After three years of strong gains, energy stocks are at “the early end of a multi-year bull run,” said John Kattar, chief investment officer at Eastern Investment Advisors. Energy is his favorite market segment heading into 2007, he said.
Rising oil prices sparked widespread gains throughout the sector in 2004 and 2005. However, this year, performance has been more mixed.
As oil prices fell from an all-time high of $78.40 in mid-July, investors placed their bets on dividend-paying oil giants such as Exxon Mobil and Chevron. These stocks have already had a good run.
So some analysts suggest going after the energy laggards.
These would include BP, whichtypically would have benefited from higher oil prices, but its shares are down for the year. The company has fallen out of favor after suffering through a series of missteps that have tarnished its image and placed it under intense scrutiny.
These incidents have ranged from a refinery explosion that killed 15 workers to a pipeline leak that caused the largest-ever onshore oil spill in Alaska.
“This is a stock that could play catch-up with the group,” said Fadel Gheit, an analyst at Oppenheimer.
Gheit, who owns BP shares, said he expects the company to buy back its own stock in “a major way” next year, which typically boosts the price.
In addition, there continues to be speculation that a merger could be in the works between BP and rival Shell. This talk, which may have been sparked by the upcoming retirement of BP Chief Executive John Browne, surfaced several months ago, and was dismissed by the companies at that time.
Gheit also likes Murphy Oil, another integrated oil company--which means it produces and refines oil. Its stock has lagged the gains of the sector. He expects things to turn around as Murphy's production levels rise, by potentially as much as 80%, when an oil discovery in Malaysia comes onstream in the second half of next year.
Raymond James analyst Pavil Molchanov is looking at a number of companies with the potential to substantially increase the size of their production and reserves without making acquisitions.
His top picks include companies such as Ultra Petroleum, Chesapeake Energy, Comstock Resources, CNX Gas, and Goodrich Petroleum.
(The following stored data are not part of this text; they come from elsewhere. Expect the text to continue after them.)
//! Lenient cell parsers for the earthquake CSV.
//!
//! The merged dataset was exported from a dataframe, so integer columns that
//! contain gaps come out as floats (`"12.0"`) and gaps themselves may be
//! empty cells or `NaN`.

/// Returns the trimmed cell, or `None` for empty and `NaN` cells.
#[must_use]
pub fn non_missing(cell: Option<&str>) -> Option<&str> {
    let cell = cell?.trim();
    if cell.is_empty() || cell.eq_ignore_ascii_case("nan") {
        return None;
    }
    Some(cell)
}

/// Parses a finite float cell.
#[must_use]
pub fn parse_f64(cell: Option<&str>) -> Option<f64> {
    non_missing(cell)?
        .parse::<f64>()
        .ok()
        .filter(|v| v.is_finite())
}

/// Parses a year written either as `2015` or `2015.0`.
#[must_use]
pub fn parse_year(cell: &str) -> Option<i32> {
    let cell = non_missing(Some(cell))?;
    if let Ok(year) = cell.parse::<i32>() {
        return Some(year);
    }
    let value = cell.parse::<f64>().ok()?;
    if value.fract() != 0.0 || value < f64::from(i32::MIN) || value > f64::from(i32::MAX) {
        return None;
    }
    #[allow(clippy::cast_possible_truncation)]
    Some(value as i32)
}

/// Parses a non-negative whole count written as `12` or `12.0`.
#[must_use]
pub fn parse_count(cell: Option<&str>) -> Option<u32> {
    let cell = non_missing(cell)?;
    if let Ok(count) = cell.parse::<u32>() {
        return Some(count);
    }
    let value = cell.parse::<f64>().ok()?;
    if value.fract() != 0.0 || value < 0.0 || value > f64::from(u32::MAX) {
        return None;
    }
    #[allow(clippy::cast_possible_truncation, clippy::cast_sign_loss)]
    Some(value as u32)
}

/// Returns the region name with surrounding whitespace removed, or `None`
/// when the cell is missing.
#[must_use]
pub fn parse_region(cell: Option<&str>) -> Option<String> {
    non_missing(cell).map(str::to_string)
}
//! Magnitude distributions and the strongest events of a selection.

use quake_map_analytics_models::{MagnitudeSlice, PieData, StrongQuake};
use quake_map_quake_models::{EarthquakeTable, MAP_BINS, MagnitudeBinSet, PIE_BINS};

/// Number of events shown on the "strongest earthquakes" mini-map.
pub const STRONGEST_COUNT: usize = 3;

/// Counts events per bucket of `bins`, in bin order, omitting empty buckets.
///
/// Rows without a magnitude or below the first bin are not counted.
#[must_use]
pub fn magnitude_histogram(table: &EarthquakeTable, bins: &MagnitudeBinSet) -> Vec<MagnitudeSlice> {
    let mut counts = vec![0_u64; bins.len()];
    for idx in table
        .iter()
        .filter_map(|r| r.magnitude)
        .filter_map(|m| bins.bucket_index(m))
    {
        counts[idx] += 1;
    }

    bins.labels()
        .iter()
        .zip(counts)
        .filter(|(_, count)| *count > 0)
        .map(|(label, count)| MagnitudeSlice {
            label: (*label).to_string(),
            count,
        })
        .collect()
}

/// Pie distribution over [`PIE_BINS`], or [`PieData::NoData`] when nothing
/// in the selection can be bucketed.
#[must_use]
pub fn pie_data(table: &EarthquakeTable) -> PieData {
    if table.is_empty() {
        return PieData::NoData;
    }
    let slices = magnitude_histogram(table, &PIE_BINS);
    if slices.is_empty() {
        log::debug!("{} rows selected but none has a usable magnitude", table.len());
        return PieData::NoData;
    }
    PieData::Slices { slices }
}

/// The [`STRONGEST_COUNT`] strongest located events.
///
/// Rows missing latitude, longitude or magnitude are skipped. Equal
/// magnitudes keep their table order. The result is then ordered by map
/// bucket so that the legend reads from weakest to strongest category.
#[must_use]
pub fn top3_by_magnitude(table: &EarthquakeTable) -> Vec<StrongQuake> {
    let mut located: Vec<_> = table
        .iter()
        .filter_map(|r| r.located_magnitude().map(|loc| (r, loc)))
        .collect();

    located.sort_by(|(_, (_, _, a)), (_, (_, _, b))| b.total_cmp(a));
    located.truncate(STRONGEST_COUNT);
    located.sort_by_key(|(_, (_, _, m))| MAP_BINS.bucket_index(*m).unwrap_or(usize::MAX));

    located
        .into_iter()
        .map(|(record, (latitude, longitude, magnitude))| StrongQuake {
            year: record.year,
            magnitude,
            latitude,
            longitude,
            depth: record.depth,
            stations_used: record.stations_used,
            region: record.region.clone(),
            category: MAP_BINS.label(magnitude).map(str::to_string),
        })
        .collect()
}

#[cfg(test)]
mod tests {
    use super::*;
    use crate::filters::{filter_by_region, filter_by_year};
    use crate::fixtures::{quake, table};
    use quake_map_quake_models::EarthquakeRecord;

    #[test]
    fn histogram_follows_bin_order() {
        let base = table(vec![
            quake(2015, 6.9, None),
            quake(2015, 5.0, None),
            quake(2015, 5.16, None),
            quake(2015, 5.05, None),
        ]);
        let slices = magnitude_histogram(&base, &MAP_BINS);
        let labels: Vec<(&str, u64)> = slices.iter().map(|s| (s.label.as_str(), s.count)).collect();
        assert_eq!(labels, vec![("5.0–5.1", 2), ("5.2–5.3", 1), ("6.8-6.9", 1)]);
    }

    #[test]
    fn pie_collapses_strong_events() {
        let base = table(vec![quake(2015, 6.6, None), quake(2015, 7.8, None)]);
        assert_eq!(
            pie_data(&base),
            PieData::Slices {
                slices: vec![MagnitudeSlice {
                    label: "6.6+".to_string(),
                    count: 2,
                }],
            }
        );
    }

    #[test]
    fn pie_signals_no_data_for_empty_selection() {
        let base = table(vec![
            quake(2015, 5.5, Some("Greece")),
            quake(2016, 5.5, Some("Italy")),
        ]);
        let year = filter_by_year(&base, Some(2015));
        let selection = filter_by_region(&year, "Italy");
        assert_eq!(pie_data(&selection), PieData::NoData);
        assert!(matches!(
            pie_data(&filter_by_region(&year, "All")),
            PieData::Slices { .. }
        ));
    }

    #[test]
    fn pie_without_usable_magnitudes_has_no_data() {
        let mut record = quake(2015, 5.5, None);
        record.magnitude = None;
        assert_eq!(pie_data(&table(vec![record])), PieData::NoData);
    }

    #[test]
    fn picks_three_strongest_located_events() {
        let unlocated = EarthquakeRecord {
            latitude: None,
            ..quake(2015, 7.9, Some("Nowhere"))
        };
        let base = table(vec![
            quake(2015, 5.2, Some("A")),
            unlocated,
            quake(2015, 6.4, Some("B")),
            quake(2015, 7.1, Some("C")),
            quake(2015, 5.9, Some("D")),
        ]);

        let top = top3_by_magnitude(&base);
        let regions: Vec<&str> = top.iter().filter_map(|q| q.region.as_deref()).collect();

        // Ordered by map bucket, weakest category first.
        assert_eq!(regions, vec!["D", "B", "C"]);
        assert_eq!(top[2].category.as_deref(), Some("7.0-7.5"));
    }

    #[test]
    fn equal_magnitudes_keep_table_order() {
        let base = table(vec![
            quake(2015, 6.0, Some("first")),
            quake(2015, 6.0, Some("second")),
            quake(2015, 6.0, Some("third")),
            quake(2015, 6.0, Some("fourth")),
        ]);
        let regions: Vec<String> = top3_by_magnitude(&base)
            .into_iter()
            .filter_map(|q| q.region)
            .collect();
        assert_eq!(regions, vec!["first", "second", "third"]);
    }

    #[test]
    fn fewer_than_three_events() {
        let base = table(vec![quake(2015, 5.0, None)]);
        assert_eq!(top3_by_magnitude(&base).len(), 1);
        assert!(top3_by_magnitude(&table(Vec::new())).is_empty());
    }
}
“Ultra Petroleum has some of the best fundamentals anywhere in the E&P industry,” Molchanov said. “It has an asset base of low-risk, high-rate-of-return prospects and … it benefits from one of the lowest cost structures of any E&P natural-gas-focused company in the U.S.,” he said.
If Ultra shares reach Molchanov’s 12-month price target of $88, the stock will have gained more than 80%.
More Capital Spending
Oil companies are once again expecting to spend higher amounts on exploration and production next year. If this holds true, it will be the eighth-straight year of increases in the sector, or the longest run of higher spending on oilfield services in more than 25 years. This is good news for the companies that supply oilfield services.
“We recommend investors focus on companies with a strong operating track record, a history of innovation, and an established international market position,” Citigroup analyst Geoff Kieburtz said. His top picks are companies such as National Oilwell Varco as well as those who service international and deepwater programs, which are more likely to be sustained or increased if macroeconomic conditions weaken. These companies include Halliburton and Schlumberger.
Kieburtz doesn’t own any of these stocks, but Citigroup owns at least 2% of Halliburton and the firm has managed offerings of fixed-income securities for all three companies.
If the thought of picking through the Oil Patch seems daunting, another way to play the group is through exchange-traded funds, said David Kotok, chief investment officer at Cumberland Advisors.
Cumberland has an overweight position on energy sector heading into the new year. Kotok’s favorite pick is the Vanguard Energy ETF, which is the broadest of the energy-based ETFs with more than 100 energy companies in the fund.